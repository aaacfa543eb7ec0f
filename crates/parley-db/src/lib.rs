pub mod migrations;
pub mod models;
pub mod queries;

use anyhow::Result;
use rusqlite::Connection;
use std::path::Path;
use std::sync::Mutex;
use tracing::info;

pub struct Database {
    conn: Mutex<Connection>,
}

impl Database {
    pub fn open(path: &Path) -> Result<Self> {
        let conn = Connection::open(path)?;

        // WAL mode for concurrent reads
        conn.pragma_update(None, "journal_mode", "WAL")?;
        conn.pragma_update(None, "foreign_keys", "ON")?;

        migrations::run(&conn)?;

        info!("Database opened at {}", path.display());
        Ok(Self {
            conn: Mutex::new(conn),
        })
    }

    /// In-memory database, used by tests.
    pub fn open_in_memory() -> Result<Self> {
        let conn = Connection::open_in_memory()?;
        migrations::run(&conn)?;
        Ok(Self {
            conn: Mutex::new(conn),
        })
    }

    pub fn with_conn<F, T>(&self, f: F) -> Result<T>
    where
        F: FnOnce(&Connection) -> Result<T>,
    {
        let conn = self
            .conn
            .lock()
            .map_err(|e| anyhow::anyhow!("DB lock poisoned: {}", e))?;
        f(&conn)
    }
}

_ _ _ _

■ **PROBLEM STATEMENT**
Transcribe all of the lines in the records precisely.

■ **REPLY**
repository aaacfa543eb7ec0f
filename crates/parley-db/src/lib.rs
pub mod migrations;
pub mod models;
pub mod queries;

use anyhow::Result;
use rusqlite::Connection;
use std::path::Path;
use std::sync::Mutex;
use tracing::info;

pub struct Database {
    conn: Mutex<Connection>,
}

impl Database {
    pub fn open(path: &Path) -> Result<Self> {
        let conn = Connection::open(path)?;

        // WAL mode for concurrent reads
        conn.pragma_update(None, "journal_mode", "WAL")?;
        conn.pragma_update(None, "foreign_keys", "ON")?;

        migrations::run(&conn)?;

        info!("Database opened at {}", path.display());
        Ok(Self {
            conn: Mutex::new(conn),
        })
    }

    /// In-memory database, used by tests.
    pub fn open_in_memory() -> Result<Self> {
        let conn = Connection::open_in_memory()?;
        migrations::run(&conn)?;
        Ok(Self {
            conn: Mutex::new(conn),
        })
    }

    pub fn with_conn<F, T>(&self, f: F) -> Result<T>
    where
        F: FnOnce(&Connection) -> Result<T>,
    {
        let conn = self
            .conn
            .lock()
            .map_err(|e| anyhow::anyhow!("DB lock poisoned: {}", e))?;
        f(&conn)
    }
}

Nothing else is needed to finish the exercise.